● **DATA UNDER STUDY**
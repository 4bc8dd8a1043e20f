use std::marker::PhantomData;
use std::path::Path;

use rusqlite::{params, Connection, OptionalExtension};
use serde::de::DeserializeOwned;
use serde::Serialize;
use tracing::debug;
use weave_core::{
    Atom, AtomId, Error, SiteId, Snapshot, SnapshotStore, Timestamp, VersionVector,
    SIBLING_ORDER_VERSION,
};

/// SQLite-backed snapshot store: one row per atom in linearized order, one per version vector
/// entry, and a metadata table recording which sibling ordering the rows were written under.
pub struct SqliteStore<O> {
    conn: Connection,
    _payload: PhantomData<fn() -> O>,
}

type AtomRow = (i64, i64, Option<i64>, Option<i64>, String);

fn storage(e: rusqlite::Error) -> Error {
    Error::Storage(e.to_string())
}

impl<O> SqliteStore<O> {
    pub fn new_in_memory() -> weave_core::Result<Self> {
        let conn = Connection::open_in_memory().map_err(storage)?;
        Self::with_connection(conn)
    }

    pub fn new(path: impl AsRef<Path>) -> weave_core::Result<Self> {
        let conn = Connection::open(path).map_err(storage)?;
        Self::with_connection(conn)
    }

    fn with_connection(conn: Connection) -> weave_core::Result<Self> {
        let store = Self {
            conn,
            _payload: PhantomData,
        };
        store.ensure_schema()?;
        Ok(store)
    }

    fn ensure_schema(&self) -> weave_core::Result<()> {
        self.conn
            .execute_batch(
                "CREATE TABLE IF NOT EXISTS atoms (
                    seq INTEGER PRIMARY KEY,
                    site INTEGER NOT NULL,
                    timestamp INTEGER NOT NULL,
                    cause_site INTEGER,
                    cause_timestamp INTEGER,
                    payload TEXT NOT NULL,
                    UNIQUE (site, timestamp)
                );
                CREATE TABLE IF NOT EXISTS version (
                    site INTEGER PRIMARY KEY,
                    timestamp INTEGER NOT NULL
                );
                CREATE TABLE IF NOT EXISTS meta (
                    key TEXT PRIMARY KEY,
                    value INTEGER NOT NULL
                );",
            )
            .map_err(storage)
    }

    fn load_atoms(&self) -> weave_core::Result<Vec<AtomRow>> {
        let mut stmt = self
            .conn
            .prepare(
                "SELECT site, timestamp, cause_site, cause_timestamp, payload
                 FROM atoms
                 ORDER BY seq ASC",
            )
            .map_err(storage)?;
        let rows = stmt
            .query_map([], |row| {
                Ok((row.get(0)?, row.get(1)?, row.get(2)?, row.get(3)?, row.get(4)?))
            })
            .map_err(storage)?;

        let mut atoms = Vec::new();
        for row in rows {
            atoms.push(row.map_err(storage)?);
        }
        Ok(atoms)
    }

    fn load_version(&self) -> weave_core::Result<VersionVector> {
        let mut stmt = self
            .conn
            .prepare("SELECT site, timestamp FROM version")
            .map_err(storage)?;
        let rows = stmt
            .query_map([], |row| Ok((row.get::<_, i64>(0)?, row.get::<_, i64>(1)?)))
            .map_err(storage)?;

        let mut vector = VersionVector::new();
        for row in rows {
            let (site, timestamp) = row.map_err(storage)?;
            vector.observe(AtomId::new(to_site(site)?, to_timestamp(timestamp)?));
        }
        Ok(vector)
    }
}

fn to_site(value: i64) -> weave_core::Result<SiteId> {
    u32::try_from(value)
        .map(SiteId)
        .map_err(|_| Error::CorruptSnapshot(format!("site {value} out of range")))
}

fn to_timestamp(value: i64) -> weave_core::Result<Timestamp> {
    Timestamp::try_from(value)
        .map_err(|_| Error::CorruptSnapshot(format!("timestamp {value} out of range")))
}

fn from_timestamp(value: Timestamp) -> weave_core::Result<i64> {
    i64::try_from(value).map_err(|_| Error::Storage("timestamp overflow".into()))
}

fn row_to_atom<O: DeserializeOwned>(row: AtomRow) -> weave_core::Result<Atom<O>> {
    let (site, timestamp, cause_site, cause_timestamp, payload) = row;
    let id = AtomId::new(to_site(site)?, to_timestamp(timestamp)?);
    let cause = match (cause_site, cause_timestamp) {
        (Some(site), Some(timestamp)) => Some(AtomId::new(to_site(site)?, to_timestamp(timestamp)?)),
        (None, None) => None,
        _ => return Err(Error::CorruptSnapshot(format!("atom {id} has a partial cause"))),
    };
    let payload = serde_json::from_str(&payload)
        .map_err(|e| Error::CorruptSnapshot(format!("payload of {id}: {e}")))?;
    Ok(Atom::new(id, cause, payload))
}

impl<O> SnapshotStore<O> for SqliteStore<O>
where
    O: Serialize + DeserializeOwned,
{
    fn load(&self) -> weave_core::Result<Option<Snapshot<O>>> {
        let order: Option<i64> = self
            .conn
            .query_row(
                "SELECT value FROM meta WHERE key = 'sibling_order_version'",
                [],
                |row| row.get(0),
            )
            .optional()
            .map_err(storage)?;
        match order {
            None => return Ok(None),
            Some(v) if v == i64::from(SIBLING_ORDER_VERSION) => {}
            Some(v) => {
                return Err(Error::CorruptSnapshot(format!(
                    "stored under sibling order v{v}, expected v{SIBLING_ORDER_VERSION}"
                )))
            }
        }

        let atoms = self
            .load_atoms()?
            .into_iter()
            .map(row_to_atom)
            .collect::<weave_core::Result<Vec<_>>>()?;
        let version = self.load_version()?;
        debug!(atoms = atoms.len(), "snapshot loaded from sqlite");
        Ok(Some(Snapshot { atoms, version }))
    }

    fn save(&mut self, snapshot: &Snapshot<O>) -> weave_core::Result<()> {
        let tx = self.conn.transaction().map_err(storage)?;
        tx.execute_batch("DELETE FROM atoms; DELETE FROM version;")
            .map_err(storage)?;
        {
            let mut insert_atom = tx
                .prepare(
                    "INSERT INTO atoms (seq, site, timestamp, cause_site, cause_timestamp, payload)
                     VALUES (?1, ?2, ?3, ?4, ?5, ?6)",
                )
                .map_err(storage)?;
            for (seq, atom) in snapshot.atoms.iter().enumerate() {
                let seq = i64::try_from(seq).map_err(|_| Error::Storage("seq overflow".into()))?;
                let cause_timestamp = atom.cause.map(|c| from_timestamp(c.timestamp)).transpose()?;
                insert_atom
                    .execute(params![
                        seq,
                        atom.id.site.0,
                        from_timestamp(atom.id.timestamp)?,
                        atom.cause.map(|c| c.site.0),
                        cause_timestamp,
                        serde_json::to_string(&atom.payload)?,
                    ])
                    .map_err(storage)?;
            }

            let mut insert_version = tx
                .prepare("INSERT INTO version (site, timestamp) VALUES (?1, ?2)")
                .map_err(storage)?;
            for (site, timestamp) in snapshot.version.entries() {
                insert_version
                    .execute(params![site.0, from_timestamp(timestamp)?])
                    .map_err(storage)?;
            }
        }
        tx.execute(
            "INSERT INTO meta (key, value) VALUES ('sibling_order_version', ?1)
             ON CONFLICT(key) DO UPDATE SET value = excluded.value",
            [i64::from(SIBLING_ORDER_VERSION)],
        )
        .map_err(storage)?;
        tx.commit().map_err(storage)?;
        debug!(atoms = snapshot.len(), "snapshot saved to sqlite");
        Ok(())
    }
}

● **INSTRUCTIONS FOR THE TASK**
Copy out the material in full, exactly as it reads.

● **TASK SOLUTION**
repository 4bc8dd8a1043e20f
use std::marker::PhantomData;
use std::path::Path;

use rusqlite::{params, Connection, OptionalExtension};
use serde::de::DeserializeOwned;
use serde::Serialize;
use tracing::debug;
use weave_core::{
    Atom, AtomId, Error, SiteId, Snapshot, SnapshotStore, Timestamp, VersionVector,
    SIBLING_ORDER_VERSION,
};

/// SQLite-backed snapshot store: one row per atom in linearized order, one per version vector
/// entry, and a metadata table recording which sibling ordering the rows were written under.
pub struct SqliteStore<O> {
    conn: Connection,
    _payload: PhantomData<fn() -> O>,
}

type AtomRow = (i64, i64, Option<i64>, Option<i64>, String);

fn storage(e: rusqlite::Error) -> Error {
    Error::Storage(e.to_string())
}

impl<O> SqliteStore<O> {
    pub fn new_in_memory() -> weave_core::Result<Self> {
        let conn = Connection::open_in_memory().map_err(storage)?;
        Self::with_connection(conn)
    }

    pub fn new(path: impl AsRef<Path>) -> weave_core::Result<Self> {
        let conn = Connection::open(path).map_err(storage)?;
        Self::with_connection(conn)
    }

    fn with_connection(conn: Connection) -> weave_core::Result<Self> {
        let store = Self {
            conn,
            _payload: PhantomData,
        };
        store.ensure_schema()?;
        Ok(store)
    }

    fn ensure_schema(&self) -> weave_core::Result<()> {
        self.conn
            .execute_batch(
                "CREATE TABLE IF NOT EXISTS atoms (
                    seq INTEGER PRIMARY KEY,
                    site INTEGER NOT NULL,
                    timestamp INTEGER NOT NULL,
                    cause_site INTEGER,
                    cause_timestamp INTEGER,
                    payload TEXT NOT NULL,
                    UNIQUE (site, timestamp)
                );
                CREATE TABLE IF NOT EXISTS version (
                    site INTEGER PRIMARY KEY,
                    timestamp INTEGER NOT NULL
                );
                CREATE TABLE IF NOT EXISTS meta (
                    key TEXT PRIMARY KEY,
                    value INTEGER NOT NULL
                );",
            )
            .map_err(storage)
    }

    fn load_atoms(&self) -> weave_core::Result<Vec<AtomRow>> {
        let mut stmt = self
            .conn
            .prepare(
                "SELECT site, timestamp, cause_site, cause_timestamp, payload
                 FROM atoms
                 ORDER BY seq ASC",
            )
            .map_err(storage)?;
        let rows = stmt
            .query_map([], |row| {
                Ok((row.get(0)?, row.get(1)?, row.get(2)?, row.get(3)?, row.get(4)?))
            })
            .map_err(storage)?;

        let mut atoms = Vec::new();
        for row in rows {
            atoms.push(row.map_err(storage)?);
        }
        Ok(atoms)
    }

    fn load_version(&self) -> weave_core::Result<VersionVector> {
        let mut stmt = self
            .conn
            .prepare("SELECT site, timestamp FROM version")
            .map_err(storage)?;
        let rows = stmt
            .query_map([], |row| Ok((row.get::<_, i64>(0)?, row.get::<_, i64>(1)?)))
            .map_err(storage)?;

        let mut vector = VersionVector::new();
        for row in rows {
            let (site, timestamp) = row.map_err(storage)?;
            vector.observe(AtomId::new(to_site(site)?, to_timestamp(timestamp)?));
        }
        Ok(vector)
    }
}

fn to_site(value: i64) -> weave_core::Result<SiteId> {
    u32::try_from(value)
        .map(SiteId)
        .map_err(|_| Error::CorruptSnapshot(format!("site {value} out of range")))
}

fn to_timestamp(value: i64) -> weave_core::Result<Timestamp> {
    Timestamp::try_from(value)
        .map_err(|_| Error::CorruptSnapshot(format!("timestamp {value} out of range")))
}

fn from_timestamp(value: Timestamp) -> weave_core::Result<i64> {
    i64::try_from(value).map_err(|_| Error::Storage("timestamp overflow".into()))
}

fn row_to_atom<O: DeserializeOwned>(row: AtomRow) -> weave_core::Result<Atom<O>> {
    let (site, timestamp, cause_site, cause_timestamp, payload) = row;
    let id = AtomId::new(to_site(site)?, to_timestamp(timestamp)?);
    let cause = match (cause_site, cause_timestamp) {
        (Some(site), Some(timestamp)) => Some(AtomId::new(to_site(site)?, to_timestamp(timestamp)?)),
        (None, None) => None,
        _ => return Err(Error::CorruptSnapshot(format!("atom {id} has a partial cause"))),
    };
    let payload = serde_json::from_str(&payload)
        .map_err(|e| Error::CorruptSnapshot(format!("payload of {id}: {e}")))?;
    Ok(Atom::new(id, cause, payload))
}

impl<O> SnapshotStore<O> for SqliteStore<O>
where
    O: Serialize + DeserializeOwned,
{
    fn load(&self) -> weave_core::Result<Option<Snapshot<O>>> {
        let order: Option<i64> = self
            .conn
            .query_row(
                "SELECT value FROM meta WHERE key = 'sibling_order_version'",
                [],
                |row| row.get(0),
            )
            .optional()
            .map_err(storage)?;
        match order {
            None => return Ok(None),
            Some(v) if v == i64::from(SIBLING_ORDER_VERSION) => {}
            Some(v) => {
                return Err(Error::CorruptSnapshot(format!(
                    "stored under sibling order v{v}, expected v{SIBLING_ORDER_VERSION}"
                )))
            }
        }

        let atoms = self
            .load_atoms()?
            .into_iter()
            .map(row_to_atom)
            .collect::<weave_core::Result<Vec<_>>>()?;
        let version = self.load_version()?;
        debug!(atoms = atoms.len(), "snapshot loaded from sqlite");
        Ok(Some(Snapshot { atoms, version }))
    }

    fn save(&mut self, snapshot: &Snapshot<O>) -> weave_core::Result<()> {
        let tx = self.conn.transaction().map_err(storage)?;
        tx.execute_batch("DELETE FROM atoms; DELETE FROM version;")
            .map_err(storage)?;
        {
            let mut insert_atom = tx
                .prepare(
                    "INSERT INTO atoms (seq, site, timestamp, cause_site, cause_timestamp, payload)
                     VALUES (?1, ?2, ?3, ?4, ?5, ?6)",
                )
                .map_err(storage)?;
            for (seq, atom) in snapshot.atoms.iter().enumerate() {
                let seq = i64::try_from(seq).map_err(|_| Error::Storage("seq overflow".into()))?;
                let cause_timestamp = atom.cause.map(|c| from_timestamp(c.timestamp)).transpose()?;
                insert_atom
                    .execute(params![
                        seq,
                        atom.id.site.0,
                        from_timestamp(atom.id.timestamp)?,
                        atom.cause.map(|c| c.site.0),
                        cause_timestamp,
                        serde_json::to_string(&atom.payload)?,
                    ])
                    .map_err(storage)?;
            }

            let mut insert_version = tx
                .prepare("INSERT INTO version (site, timestamp) VALUES (?1, ?2)")
                .map_err(storage)?;
            for (site, timestamp) in snapshot.version.entries() {
                insert_version
                    .execute(params![site.0, from_timestamp(timestamp)?])
                    .map_err(storage)?;
            }
        }
        tx.execute(
            "INSERT INTO meta (key, value) VALUES ('sibling_order_version', ?1)
             ON CONFLICT(key) DO UPDATE SET value = excluded.value",
            [i64::from(SIBLING_ORDER_VERSION)],
        )
        .map_err(storage)?;
        tx.commit().map_err(storage)?;
        debug!(atoms = snapshot.len(), "snapshot saved to sqlite");
        Ok(())
    }
}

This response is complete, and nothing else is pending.